America's 10 Worst Prisons: Reeves County
An overcrowded, understaffed lockup—with health care bad enough to spark riots.
Part 8 of 11 parts.
Serving time in prison is not supposed to be pleasant. Nor, however, is it supposed to include being raped by fellow prisoners or staff, beaten by guards for the slightest provocation, driven mad by long-term solitary confinement, or killed off by medical neglect. These are the fates of thousands of prisoners every year—men, women, and children housed in lockups that give Gitmo and Abu Ghraib a run for their money.
While there's plenty of blame to go around, and while not all of the facilities described in this series have all of the problems we explore, some stand out as particularly bad actors. We've compiled this subjective list of America's 10 worst lockups (plus a handful of dishonorable mentions) based on three years of research, correspondence with prisoners, and interviews with criminal-justice reform advocates concerning the penal facilities with the grimmest claims to infamy. We will roll out the remaining contenders in the coming days, complete with photos and video. Number 8 on our list is a corporate-managed Texas facility where Tylenol apparently passes for significant medical treatment.
Reeves County Detention Complex (Pecos, Texas)
Number of prisoners: ~3,750
Who's in charge: Dwight Sims, (former) warden; George Zoley, CEO, the GEO Group; Matthew Nace, Chief, BOP Acquisitions Branch
The basics: Reeves houses so-called criminal aliens, held for various types of nonviolent violations—some three-quarters of them are held there merely for entering the country without permission. Like thousands of other migrants detained by Immigration and Customs Enforcement (ICE), they have been placed in the hands of a private prison company under contract with the Bureau of Prisons. The GEO Group, which operates Reeves, proudly declares itself "the largest detention/correctional facility under private management in the world."

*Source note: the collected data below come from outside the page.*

//! Row source and sink traits.

use sf_error::Result;
use sf_types::Row;

/// Produces input rows, one at a time.
///
/// Implemented by source connectors (NDJSON files, stdin, databases).
pub trait RowSource: Send {
    /// Returns the next row, or `None` when the source is exhausted.
    fn next_row(&mut self) -> Result<Option<Row>>;
}

/// Consumes output rows.
pub trait RowSink: Send {
    /// Writes one row.
    fn write_row(&mut self, row: Row) -> Result<()>;

    /// Flushes buffered rows.
    fn flush(&mut self) -> Result<()> {
        Ok(())
    }
}

/// A source over any iterator of rows.
pub struct IterSource<I> {
    rows: I,
}

impl<I> IterSource<I>
where
    I: Iterator<Item = Row> + Send,
{
    /// Creates a source yielding the given rows.
    pub fn new(rows: impl IntoIterator<IntoIter = I>) -> Self {
        Self {
            rows: rows.into_iter(),
        }
    }
}

impl<I> RowSource for IterSource<I>
where
    I: Iterator<Item = Row> + Send,
{
    fn next_row(&mut self) -> Result<Option<Row>> {
        Ok(self.rows.next())
    }
}

/// A sink collecting rows in memory.
#[derive(Debug, Default)]
pub struct CollectSink {
    rows: Vec<Row>,
    flushes: usize,
}

impl CollectSink {
    /// Creates an empty sink.
    pub fn new() -> Self {
        Self::default()
    }

    /// Returns the collected rows.
    pub fn rows(&self) -> &[Row] {
        &self.rows
    }

    /// Consumes the sink, returning the collected rows.
    pub fn into_rows(self) -> Vec<Row> {
        self.rows
    }

    /// Number of times the sink was flushed.
    pub fn flush_count(&self) -> usize {
        self.flushes
    }
}

impl RowSink for CollectSink {
    fn write_row(&mut self, row: Row) -> Result<()> {
        self.rows.push(row);
        Ok(())
    }

    fn flush(&mut self) -> Result<()> {
        self.flushes += 1;
        Ok(())
    }
}
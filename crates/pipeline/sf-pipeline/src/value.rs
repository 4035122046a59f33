//! Column value definitions.

use serde::{Deserialize, Serialize};
use sf_types::Value;

/// How a configured column or connection property gets its value.
///
/// In JSON either a literal scalar (`"x"`, `42`, `true`, `null`) or a
/// function reference (`{ "function": "lowercase" }`).
#[derive(Debug, Clone, PartialEq, Serialize, Deserialize)]
#[serde(untagged)]
pub enum ValueDefinition {
    /// Computed by a script function.
    Function { function: String },

    /// A fixed value.
    Literal(Value),
}

impl ValueDefinition {
    /// Creates a function reference.
    pub fn function(name: impl Into<String>) -> Self {
        Self::Function {
            function: name.into(),
        }
    }

    /// Creates a literal.
    pub fn literal(value: impl Into<Value>) -> Self {
        Self::Literal(value.into())
    }

    /// The referenced function, if any.
    pub fn function_name(&self) -> Option<&str> {
        match self {
            Self::Function { function } => Some(function),
            Self::Literal(_) => None,
        }
    }
}
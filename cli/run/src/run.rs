//! Main execution logic for sf-run.

use anyhow::{Context, Result};
use sf_pipeline::{JsonlSink, NdjsonSource, PipelineConfig, PipelineStatsSnapshot, RowPipeline};
use sf_traits::SystemEnvironment;
use std::io::{BufReader, BufWriter, Write};
use std::sync::Arc;
use tracing::info;

use crate::args::Cli;

/// What a run produced.
pub enum Outcome {
    /// Rows were processed
    Processed(PipelineStatsSnapshot),
    /// Only the connection properties were printed
    Resolved,
}

/// Execute the pipeline with the provided arguments.
pub async fn execute(args: Cli) -> Result<Outcome> {
    let mut config = PipelineConfig::from_file(&args.config)
        .with_context(|| format!("loading {}", args.config.display()))?;
    if let Some(threads) = args.threads {
        config = config.with_threads(threads);
    }
    if let Some(limit) = args.limit {
        config = config.with_limit(limit);
    }

    let pipeline = RowPipeline::from_config(&config, Arc::new(SystemEnvironment)).await?;
    info!(
        scripts = config.scripting.len(),
        functions = pipeline.engine().library().registry().len(),
        threads = config.threads,
        "Pipeline ready"
    );

    if args.resolve_connection {
        let stdout = std::io::stdout();
        let mut out = stdout.lock();
        serde_json::to_writer_pretty(&mut out, pipeline.connection_properties())?;
        writeln!(out)?;
        pipeline.engine().close();
        return Ok(Outcome::Resolved);
    }

    // The pipeline blocks on script calls, keep it off the async workers
    let snapshot = tokio::task::spawn_blocking(move || -> Result<PipelineStatsSnapshot> {
        let mut sink = JsonlSink::new(BufWriter::new(std::io::stdout()));

        let snapshot = if args.reads_stdin() {
            let mut source = NdjsonSource::new(BufReader::new(std::io::stdin()));
            pipeline.run(&mut source, &mut sink)?
        } else {
            let mut source = NdjsonSource::open(&args.input)?;
            pipeline.run(&mut source, &mut sink)?
        };

        pipeline.engine().close();
        Ok(snapshot)
    })
    .await??;

    Ok(Outcome::Processed(snapshot))
}
//! Per-call emit callback for row mappers.

use crate::conversion::map_to_row;
use crate::row_view::RowView;
use parking_lot::Mutex;
use rhai::{Dynamic, Engine, EvalAltResult, FnPtr, Map};
use sf_types::Row;
use std::sync::Arc;

/// Native function the emit pointer is bound to.
const EMIT_FN: &str = "emit_row";

/// Collects the rows a mapper emits during exactly one call.
///
/// Scripts receive it curried into a function pointer and call
/// `emit.call(row)` or `call(emit, row)`.
#[derive(Debug, Clone)]
pub(crate) struct EmitSink {
    buffer: Arc<Mutex<EmitBuffer>>,
}

#[derive(Debug, Default)]
pub(crate) struct EmitBuffer {
    template: Arc<Row>,
    pub(crate) rows: Vec<Row>,
    pub(crate) violation: Option<String>,
    closed: bool,
}

impl EmitSink {
    /// Creates a sink; emitted columns shared with `input` keep its order.
    pub(crate) fn new(input: Arc<Row>) -> Self {
        Self {
            buffer: Arc::new(Mutex::new(EmitBuffer {
                template: input,
                ..EmitBuffer::default()
            })),
        }
    }

    /// Wraps the sink in a callable function pointer.
    pub(crate) fn fn_ptr(&self) -> Result<FnPtr, Box<EvalAltResult>> {
        let mut ptr = FnPtr::new(EMIT_FN)?;
        ptr.add_curry(Dynamic::from(self.clone()));
        Ok(ptr)
    }

    /// Closes the sink and returns what was collected.
    pub(crate) fn finish(&self) -> EmitBuffer {
        let mut buffer = self.buffer.lock();
        buffer.closed = true;
        std::mem::take(&mut *buffer)
    }

    fn push(&mut self, value: Dynamic) -> Result<(), Box<EvalAltResult>> {
        let mut buffer = self.buffer.lock();
        if buffer.closed {
            return Err("emit called after the mapper returned".into());
        }

        let row = if value.is::<RowView>() {
            Ok(value.cast::<RowView>().row().clone())
        } else if value.is_map() {
            map_to_row(&value.cast::<Map>(), Some(buffer.template.as_ref()))
        } else {
            Err(format!(
                "expected a map of column values, got {}",
                value.type_name()
            ))
        };

        match row {
            Ok(row) => {
                buffer.rows.push(row);
                Ok(())
            }
            Err(cause) => {
                // First violation wins even if the script catches the error
                if buffer.violation.is_none() {
                    buffer.violation = Some(cause.clone());
                }
                Err(cause.into())
            }
        }
    }

    /// Registers the sink type and its native emit function.
    pub(crate) fn register(engine: &mut Engine) {
        engine
            .register_type_with_name::<EmitSink>("Emitter")
            .register_fn(EMIT_FN, |sink: &mut EmitSink, row: Dynamic| sink.push(row));
    }
}
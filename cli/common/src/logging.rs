//! Logging initialization utilities.

use anyhow::Result;
use tracing::Level;
use tracing_subscriber::{fmt, EnvFilter};

use crate::LogLevel;

/// Initialize logging with the specified level.
///
/// `RUST_LOG`, when set, takes precedence over `level`. Logs are written to
/// stderr so stdout remains clean for program output.
pub fn init_logging(level: LogLevel) -> Result<()> {
    let level: Level = level.into();
    let filter = EnvFilter::try_from_default_env()
        .unwrap_or_else(|_| EnvFilter::new(level.as_str().to_lowercase()));

    fmt::Subscriber::builder()
        .with_env_filter(filter)
        .with_writer(std::io::stderr)
        .try_init()
        .map_err(|e| anyhow::anyhow!("failed to initialize logging: {e}"))?;

    Ok(())
}
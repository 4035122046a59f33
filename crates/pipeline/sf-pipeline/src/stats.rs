//! Statistics for pipeline runs.

use chrono::{DateTime, Duration, Utc};
use serde::{Deserialize, Serialize};
use std::sync::atomic::{AtomicU64, Ordering};

/// Row counters for one pipeline run, updated from every worker thread.
#[derive(Debug)]
pub struct PipelineStats {
    started_at: DateTime<Utc>,
    rows_read: AtomicU64,
    rows_written: AtomicU64,
    rows_failed: AtomicU64,
    rows_passed_through: AtomicU64,
}

impl Default for PipelineStats {
    fn default() -> Self {
        Self::new()
    }
}

impl PipelineStats {
    pub fn new() -> Self {
        Self {
            started_at: Utc::now(),
            rows_read: AtomicU64::new(0),
            rows_written: AtomicU64::new(0),
            rows_failed: AtomicU64::new(0),
            rows_passed_through: AtomicU64::new(0),
        }
    }

    pub fn record_read(&self) {
        self.rows_read.fetch_add(1, Ordering::Relaxed);
    }

    pub fn record_written(&self, count: u64) {
        self.rows_written.fetch_add(count, Ordering::Relaxed);
    }

    pub fn record_failed(&self) {
        self.rows_failed.fetch_add(1, Ordering::Relaxed);
    }

    pub fn record_passed_through(&self) {
        self.rows_passed_through.fetch_add(1, Ordering::Relaxed);
    }

    pub fn rows_read(&self) -> u64 {
        self.rows_read.load(Ordering::Relaxed)
    }

    /// Create a snapshot of the current statistics.
    pub fn snapshot(&self) -> PipelineStatsSnapshot {
        PipelineStatsSnapshot {
            started_at: self.started_at,
            completed_at: Utc::now(),
            rows_read: self.rows_read(),
            rows_written: self.rows_written.load(Ordering::Relaxed),
            rows_failed: self.rows_failed.load(Ordering::Relaxed),
            rows_passed_through: self.rows_passed_through.load(Ordering::Relaxed),
        }
    }
}

/// A serializable snapshot of pipeline statistics.
#[derive(Debug, Clone, PartialEq, Serialize, Deserialize)]
pub struct PipelineStatsSnapshot {
    pub started_at: DateTime<Utc>,
    pub completed_at: DateTime<Utc>,
    pub rows_read: u64,
    pub rows_written: u64,
    /// Input rows (or unreadable records) that failed
    pub rows_failed: u64,
    /// Failed rows written unchanged under the passthrough policy
    pub rows_passed_through: u64,
}

impl PipelineStatsSnapshot {
    /// Wall time of the run.
    pub fn duration(&self) -> Duration {
        self.completed_at - self.started_at
    }

    /// Input rows per second.
    pub fn rows_per_second(&self) -> f64 {
        let secs = self.duration().num_milliseconds() as f64 / 1000.0;
        if secs > 0.0 {
            self.rows_read as f64 / secs
        } else {
            0.0
        }
    }

    /// Returns true if any row failed.
    pub fn has_failures(&self) -> bool {
        self.rows_failed > 0
    }
}
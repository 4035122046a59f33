//! Host environment bindings exposed to scripts.

use hashbrown::HashMap;

/// Property name resolving to the name of the user running the pipeline.
pub const USER_NAME_PROPERTY: &str = "user.name";

/// Host properties a script may observe.
///
/// Scripts never read process state directly; they go through the
/// environment injected when the engine is opened, so tests can substitute
/// a fixed one.
///
/// # Thread Safety
///
/// Environments are shared by every interpreter instance and must be
/// `Send + Sync`.
pub trait HostEnvironment: Send + Sync {
    /// Looks up a host property by name.
    fn property(&self, name: &str) -> Option<String>;

    /// Name of the user running the pipeline.
    fn user_name(&self) -> Option<String> {
        self.property(USER_NAME_PROPERTY)
    }
}

/// Environment backed by the current process.
///
/// `user.name` is read from `USER`, falling back to `USERNAME`; any other
/// property is read from the environment variable of the same name.
#[derive(Debug, Clone, Copy, Default)]
pub struct SystemEnvironment;

impl HostEnvironment for SystemEnvironment {
    fn property(&self, name: &str) -> Option<String> {
        if name == USER_NAME_PROPERTY {
            return std::env::var("USER")
                .or_else(|_| std::env::var("USERNAME"))
                .ok();
        }
        std::env::var(name).ok()
    }
}

/// Environment with a fixed set of properties.
#[derive(Debug, Clone, Default)]
pub struct StaticEnvironment {
    properties: HashMap<String, String>,
}

impl StaticEnvironment {
    /// Creates an empty environment.
    pub fn new() -> Self {
        Self::default()
    }

    /// Adds a property.
    pub fn with_property(mut self, name: impl Into<String>, value: impl Into<String>) -> Self {
        self.properties.insert(name.into(), value.into());
        self
    }

    /// Sets the `user.name` property.
    pub fn with_user_name(self, user: impl Into<String>) -> Self {
        self.with_property(USER_NAME_PROPERTY, user)
    }
}

impl HostEnvironment for StaticEnvironment {
    fn property(&self, name: &str) -> Option<String> {
        self.properties.get(name).cloned()
    }
}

Overcrowded and understaffed, Reeves has a reputation for horrifically inadequate medical care. In 2008, an epileptic 32-year-old detainee named Jesus Manuel Galindo died of a seizure in his solitary confinement cell. His death, on the heels of at least four others at Reeves over the previous two years, followed repeated pleas from Galindo, his family, and fellow inmates to provide him with effective medication—the prison medical staff only offered him Tylenol—and to move him out of isolation so he could get help quickly when he had seizures.
The sight of Galindo's body being carried out of the prison in what appeared to be a plastic garbage bag sparked the first of several riots in which detainees took hostages and set fire to parts of the mammoth detention complex.